Documentary filmmaker Marlon Riggs has reacted angrily to the use of his film, “Tongues Untied,” as the backdrop in a campaign ad for Republican presidential candidate Patrick Buchanan now running in Georgia.

Riggs made the film about black gays in 1989 after being awarded a $5,000 grant from a regional fellowship program funded by the National Endowment for the Arts. “Tongues Untied” aired last July as part of the PBS series “POV” (Point of View), which also received NEA funds.

In the ad, a scantily dressed black man wearing studs moves in slow motion while text and an off-screen voice allege that President George Bush “enlisted our tax dollars in pornographic and blasphemous art too shocking to show.”

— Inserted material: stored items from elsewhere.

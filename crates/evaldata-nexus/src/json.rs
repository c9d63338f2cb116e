//! Gzip-compressed JSON container
//!
//! Portable fallback when no HDF5 library is available. The whole tree is
//! one JSON document; writes go to a sibling temp file that is renamed over
//! the target so readers never observe a half-written cache.

use crate::backend::{ContainerBackend, ContainerFormat, ReadDepth};
use crate::error::{NexusError, NexusResult};
use crate::tree::{Attributes, NxFile, NxGroup};
use flate2::read::GzDecoder;
use flate2::write::GzEncoder;
use flate2::Compression;
use std::fs::File;
use std::io::{BufReader, BufWriter, Write};
use std::path::{Path, PathBuf};

/// JSON + gzip backend
#[derive(Debug, Clone, Copy)]
pub struct JsonBackend {
    level: Compression,
}

impl JsonBackend {
    /// Backend with the default compression level
    #[inline]
    #[must_use]
    pub fn new() -> Self {
        Self {
            level: Compression::default(),
        }
    }

    /// Backend with an explicit gzip level (0-9)
    #[inline]
    #[must_use]
    pub fn with_level(level: u32) -> Self {
        Self {
            level: Compression::new(level.min(9)),
        }
    }

    fn load(path: &Path) -> NexusResult<NxFile> {
        let file = File::open(path).map_err(|e| NexusError::io_error(path, e))?;
        let reader = BufReader::new(GzDecoder::new(file));
        serde_json::from_reader(reader).map_err(|source| NexusError::Json {
            path: path.to_path_buf(),
            source,
        })
    }

    fn store(&self, path: &Path, tree: &NxFile) -> NexusResult<()> {
        let tmp = temp_path(path);
        let file = File::create(&tmp).map_err(|e| NexusError::io_error(&tmp, e))?;
        let mut encoder = GzEncoder::new(BufWriter::new(file), self.level);
        serde_json::to_writer(&mut encoder, tree).map_err(|source| NexusError::Json {
            path: tmp.clone(),
            source,
        })?;
        let mut writer = encoder.finish().map_err(|e| NexusError::io_error(&tmp, e))?;
        writer.flush().map_err(|e| NexusError::io_error(&tmp, e))?;
        drop(writer);

        std::fs::rename(&tmp, path).map_err(|e| NexusError::io_error(path, e))
    }
}

impl Default for JsonBackend {
    fn default() -> Self {
        Self::new()
    }
}

fn temp_path(path: &Path) -> PathBuf {
    let mut name = path
        .file_name()
        .map(|n| n.to_os_string())
        .unwrap_or_default();
    name.push(".tmp");
    path.with_file_name(name)
}

impl ContainerBackend for JsonBackend {
    fn format(&self) -> ContainerFormat {
        ContainerFormat::JsonGz
    }

    fn read(&self, path: &Path, depth: ReadDepth) -> NexusResult<NxFile> {
        let mut tree = Self::load(path)?;
        if depth == ReadDepth::Headers {
            tree.strip_values();
        }
        Ok(tree)
    }

    fn write_entries(
        &self,
        path: &Path,
        attrs: &Attributes,
        entries: &[(String, NxGroup)],
    ) -> NexusResult<()> {
        let mut tree = if path.exists() {
            Self::load(path)?
        } else {
            NxFile::new()
        };
        tree.merge(attrs, entries);
        tracing::debug!(
            "Writing {} entries to {} ({} total)",
            entries.len(),
            path.display(),
            tree.entries.len()
        );
        self.store(path, &tree)
    }
}

#[cfg(test)]
mod tests {
    use super::*;
    use crate::tree::{AttrValue, NxDataset};
    use pretty_assertions::assert_eq;

    fn entry(number: i64, values: Vec<f64>) -> (String, NxGroup) {
        let mut data = NxGroup::new("NXdata");
        data.insert_dataset("delay", NxDataset::vector(values));
        let mut group = NxGroup::new("NXentry").with_attr("number", number);
        group.insert_group("data", data);
        (format!("entry{number}"), group)
    }

    #[test]
    fn write_then_read_full() {
        let dir = tempfile::tempdir().unwrap();
        let path = dir.path().join("cache.nxjson.gz");
        let backend = JsonBackend::new();

        let mut attrs = Attributes::new();
        attrs.insert("creator".to_string(), AttrValue::from("evaldata"));
        backend
            .write_entries(&path, &attrs, &[entry(1, vec![1.0, 2.0])])
            .unwrap();

        let tree = backend.read(&path, ReadDepth::Full).unwrap();
        assert_eq!(tree.attrs.get("creator"), Some(&AttrValue::from("evaldata")));
        let ds = tree.entry("entry1").unwrap().group("data").unwrap().dataset("delay").unwrap();
        assert_eq!(ds.values, vec![1.0, 2.0]);
        assert!(!temp_path(&path).exists());
    }

    #[test]
    fn headers_read_strips_values() {
        let dir = tempfile::tempdir().unwrap();
        let path = dir.path().join("cache.nxjson.gz");
        let backend = JsonBackend::with_level(1);
        backend
            .write_entries(&path, &Attributes::new(), &[entry(1, vec![1.0, 2.0, 3.0])])
            .unwrap();

        let tree = backend.read(&path, ReadDepth::Headers).unwrap();
        let ds = tree.entry("entry1").unwrap().group("data").unwrap().dataset("delay").unwrap();
        assert!(ds.values.is_empty());
        assert_eq!(ds.shape, vec![3]);
    }

    #[test]
    fn upsert_keeps_other_entries() {
        let dir = tempfile::tempdir().unwrap();
        let path = dir.path().join("cache.nxjson.gz");
        let backend = JsonBackend::new();
        backend
            .write_entries(&path, &Attributes::new(), &[entry(1, vec![1.0]), entry(2, vec![2.0])])
            .unwrap();
        backend
            .write_entries(&path, &Attributes::new(), &[entry(2, vec![5.0, 6.0])])
            .unwrap();

        let tree = backend.read(&path, ReadDepth::Full).unwrap();
        assert_eq!(tree.entries.keys().collect::<Vec<_>>(), vec!["entry1", "entry2"]);
        let e2 = backend.read_entry(&path, "entry2").unwrap().unwrap();
        assert_eq!(e2.group("data").unwrap().dataset("delay").unwrap().values, vec![5.0, 6.0]);
        assert!(backend.read_entry(&path, "entry9").unwrap().is_none());
    }

    #[test]
    fn missing_file_is_io_error() {
        let dir = tempfile::tempdir().unwrap();
        let result = JsonBackend::new().read(&dir.path().join("none.nxjson.gz"), ReadDepth::Full);
        assert!(matches!(result, Err(NexusError::Io { .. })));
    }

    #[test]
    fn garbage_is_json_error() {
        let dir = tempfile::tempdir().unwrap();
        let path = dir.path().join("bad.nxjson.gz");
        let mut enc = GzEncoder::new(File::create(&path).unwrap(), Compression::fast());
        enc.write_all(b"not json").unwrap();
        enc.finish().unwrap();

        let result = JsonBackend::new().read(&path, ReadDepth::Full);
        assert!(matches!(result, Err(NexusError::Json { .. })));
    }

    #[test]
    fn remove_missing_is_ok() {
        let dir = tempfile::tempdir().unwrap();
        JsonBackend::new().remove(&dir.path().join("none")).unwrap();
    }
}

Riggs said he saw Buchanan’s use of his film as an attack on blacks and gays. “I think it’s absurd to the point of being grossly offensive. What Buchanan’s ad shows is that there are no rules to having a civilized discussion. They’ve used lying, distortion and misappropriation,” said Riggs, who lives in Oakland and teaches at UC Berkeley.


Riggs added that “there are obvious comparisons” between the use of his film and the 1988 campaign ad criticizing candidate Michael Dukakis for the Massachusetts early furlough program that released convicted rapist Willie Horton.

Representatives of PBS and the NEA also decried Buchanan’s strategy. Mary Jane McKinzen, director of national press relations at PBS, said: “It’s unfortunate that the ad presents images out of context. It’s ironic that the film addresses the issue of tolerance.” NEA spokesman Josh Dare, citing earlier controversial NEA grants to Andres Serrano and Robert Mapplethorpe, said it was another example of grants being “taken out of context and misreported.”

Georgia’s primary is March 3, a week before the critical Super Tuesday primaries in five Southern states. Jerry Woodruff, a spokesman for the Buchanan camp, said the low-budget campaign is pinning its hopes on Georgia as a springboard for other Southern primaries.

“If we do well in Georgia with the ad, we hope to do well in the rest of the South and some of the Western primaries,” he said.